Cancer cells grow and spread quickly. This increases local blood flow and metabolism, causing small rises in the tissue temperature. The change can be tiny, as small as 0.2°C, depending on tumour size and depth, so a very sensitive device would be required to detect it.

Many other factors can also cause a rise in our temperature, like exercise, infections, inflammation and other bodily processes. So, as Alassaf explains, it’s not about detecting a temperature change at a single point, but rather looking for consistent patterns over time.

“The user would wear the patch for an extended time,” she says. “We’d be looking for a pattern of a higher temperature in a particular area. This would give us a sign that further investigation is required,” Alassaf explains.

How the patch works

Alassaf has already developed a prototype. It’s an ultrathin, multilayer device made from a high-tech plastic called polyimide, gold and chromium electrodes, carbon nanotubes and conductive polymers. These materials convert tiny temperature changes into electrical signals, which can be processed into a thermal image or heat map.

“A heat map looks a bit like a chessboard. Each square represents one of the nine ultra-flexible sensors in the patch, so you see exactly which part of the patch saw a temperature increase,” Alassaf explains.

A consistently warmer area could indicate the presence of a tumour and prompt clinical follow-up.

Next steps for the patch

So far, Alassaf has tested the patch on silicone models of breasts that can be programmed to change temperature. The next step is to test the patch on real patients, to see how well it could measure temperature changes and identify tumours.

Alassaf is also working to improve the patch’s accuracy, reliability and usability, by including more sensors and refining the signal processing procedure.

The current patch system is wired to a computer, but Alassaf plans to develop a wireless version that could process the image itself and link to a smartphone application that monitors the data in real time

Then, a doctor could review the results and determine if further tests are needed.
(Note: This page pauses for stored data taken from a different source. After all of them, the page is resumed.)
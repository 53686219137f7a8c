//! HTTP server setup and configuration.
//!
//! # Responsibilities
//! - Create the Axum Router with the operational endpoints
//! - Merge in the domain routes supplied by the caller
//! - Wire up middleware (instrumentation, timeout, panic capture)
//! - Bind server to listener and serve until shutdown

use std::net::SocketAddr;
use std::sync::Arc;
use std::time::Duration;

use axum::{http::StatusCode, middleware, routing::get, Router};
use tokio::net::TcpListener;
use tokio::sync::broadcast;
use tower_http::{catch_panic::CatchPanicLayer, timeout::TimeoutLayer};

use crate::config::{AppConfig, ServerConfig};
use crate::error::ServerError;
use crate::health::HealthProbe;
use crate::http::{handlers, middleware::instrument_request};
use crate::observability::MetricsAggregator;

/// Application state injected into handlers.
#[derive(Clone, Debug)]
pub struct AppState {
    pub metrics: Arc<MetricsAggregator>,
    pub probe: HealthProbe,
}

impl AppState {
    pub fn new(metrics: Arc<MetricsAggregator>, probe: HealthProbe) -> Self {
        Self { metrics, probe }
    }
}

/// HTTP server for the loan service.
pub struct HttpServer {
    router: Router,
    config: AppConfig,
}

impl HttpServer {
    /// Create a server exposing only the operational endpoints.
    pub fn new(config: AppConfig, state: AppState) -> Self {
        Self::with_routes(config, state, Router::new())
    }

    /// Create a server that also serves `routes`.
    ///
    /// `routes` carry their full paths (e.g. `/api/loans`) and are
    /// instrumented exactly like the built-in endpoints.
    pub fn with_routes(config: AppConfig, state: AppState, routes: Router) -> Self {
        let router = Self::build_router(&config.server, state, routes);
        Self { router, config }
    }

    /// Build the Axum router with all middleware layers.
    ///
    /// Layer order, outermost first: instrumentation, timeout, panic capture.
    pub fn build_router(config: &ServerConfig, state: AppState, routes: Router) -> Router {
        let metrics = state.metrics.clone();

        Router::new()
            .route("/health", get(handlers::health))
            .route("/metrics", get(handlers::metrics))
            .with_state(state)
            .merge(routes)
            .layer(CatchPanicLayer::new())
            .layer(TimeoutLayer::with_status_code(
                StatusCode::REQUEST_TIMEOUT,
                Duration::from_secs(config.request_timeout_secs),
            ))
            .layer(middleware::from_fn_with_state(metrics, instrument_request))
    }

    /// Bind a listener on the configured address.
    pub async fn bind(config: &ServerConfig) -> Result<TcpListener, ServerError> {
        let addr = config.bind_address();
        TcpListener::bind(&addr)
            .await
            .map_err(|source| ServerError::Bind { addr, source })
    }

    /// Run the server until `shutdown` fires.
    pub async fn run(
        self,
        listener: TcpListener,
        mut shutdown: broadcast::Receiver<()>,
    ) -> Result<(), ServerError> {
        let addr = listener.local_addr()?;
        tracing::info!(address = %addr, "HTTP server starting");

        let app = self.router.into_make_service_with_connect_info::<SocketAddr>();

        axum::serve(listener, app)
            .with_graceful_shutdown(async move {
                let _ = shutdown.recv().await;
                tracing::info!("HTTP server received shutdown signal");
            })
            .await?;

        tracing::info!("HTTP server stopped");
        Ok(())
    }

    /// A clone of the fully layered router.
    pub fn router(&self) -> Router {
        self.router.clone()
    }

    /// Get a reference to the config.
    pub fn config(&self) -> &AppConfig {
        &self.config
    }
}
Alassaf expresses that the patch is not intended to replace doctors or current testing methods but to support them.

“It’s an extra tool in the toolbox. It complements other medical diagnostic tools so some of the work can be done in the comfort of people’s homes,” she says.

Meet the researcher: the path to the patch

Alassaf’s journey to this project wasn’t a straight line. Her work combines personal motivations and multidisciplinary training.
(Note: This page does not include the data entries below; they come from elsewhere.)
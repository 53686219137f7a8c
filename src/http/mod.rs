//! HTTP protocol handling subsystem.
//!
//! # Data Flow
//! ```text
//! TCP connection
//!     → server.rs (Axum setup, layers)
//!     → middleware.rs (correlation context, metrics, completion log)
//!     → handlers.rs (/health, /metrics) or caller-supplied routes
//!     → response (x-request-id attached)
//! ```

pub mod handlers;
pub mod middleware;
pub mod server;

pub use server::{AppState, HttpServer};

/// Response header carrying the correlation token.
pub const X_REQUEST_ID: &str = "x-request-id";
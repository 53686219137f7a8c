//! Health checking subsystem.
//!
//! # Data Flow
//! ```text
//! GET /health
//!     → probe.rs (HealthProbe::check)
//!     → LivenessTarget::ping (database.rs: pooled connection + SELECT 1)
//!     → HealthResult { ok, detail }
//!     → handler maps ok to 200 / 500
//! ```
//!
//! # Design Decisions
//! - Every check is fresh; nothing is cached between calls
//! - The probe never produces HTTP responses itself
//! - Failure detail is logged, never returned to clients

pub mod database;
pub mod probe;

pub use probe::{HealthProbe, HealthResult, LivenessTarget};
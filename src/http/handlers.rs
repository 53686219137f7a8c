//! Operational endpoints: health and metrics exposition.

use axum::{
    extract::State,
    http::{header, StatusCode},
    response::{IntoResponse, Response},
    Json,
};
use serde::{Deserialize, Serialize};

use crate::http::server::AppState;

/// Content type of the Prometheus text exposition format.
pub const PROMETHEUS_CONTENT_TYPE: &str = "text/plain; version=0.0.4";

/// Body of `GET /health`.
#[derive(Debug, Clone, PartialEq, Eq, Serialize, Deserialize)]
pub struct HealthStatus {
    pub status: String,
}

/// `GET /health`: 200 `{"status":"ok"}` or 500 `{"status":"error"}`.
pub async fn health(State(state): State<AppState>) -> (StatusCode, Json<HealthStatus>) {
    let result = state.probe.check().await;
    if result.ok {
        (
            StatusCode::OK,
            Json(HealthStatus {
                status: "ok".to_string(),
            }),
        )
    } else {
        (
            StatusCode::INTERNAL_SERVER_ERROR,
            Json(HealthStatus {
                status: "error".to_string(),
            }),
        )
    }
}

/// `GET /metrics`: Prometheus text exposition.
pub async fn metrics(State(state): State<AppState>) -> Response {
    (
        [(header::CONTENT_TYPE, PROMETHEUS_CONTENT_TYPE)],
        state.metrics.snapshot(),
    )
        .into_response()
}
When Alassaf was studying for her undergraduate degree in engineering in Syria, two women she knew were diagnosed with breast cancer. Their cancers were caught late and this experience inspired Alassaf to find a solution.

‘‘It really motivated me and made me wonder if engineering could help with early detection,’’ she says.

After her undergraduate, Alassaf completed a master’s degree in advanced microelectronics and then began a PhD in digital health in Bristol with Dr Faezeh Arab Hassani.

“I wanted to combine my passion for medicine with my expertise in engineering. And I knew that I wanted to do something that has to do with cancer. So, I had all the ingredients I was looking for.”

It’s Alassaf’s cross-disciplinary and creative approach that makes this project so special.

If the clinical testing is successful, the patch could transform the way we screen for breast cancer, particularly in places with limited access to traditional diagnostic tools.

Executive Director of Research and Innovation at Cancer Research UK, Dr Iain Foulkes says

“Finding new and better ways to detect cases earlier is key in our mission to beat cancer. This is early-stage research, but this temperature-sensing patch technology could potentially be used alongside screening programmes and other tools to help us catch more cases of breast cancer sooner and save lives. It may also prove valuable in countries where access to traditional breast mammography is limited.”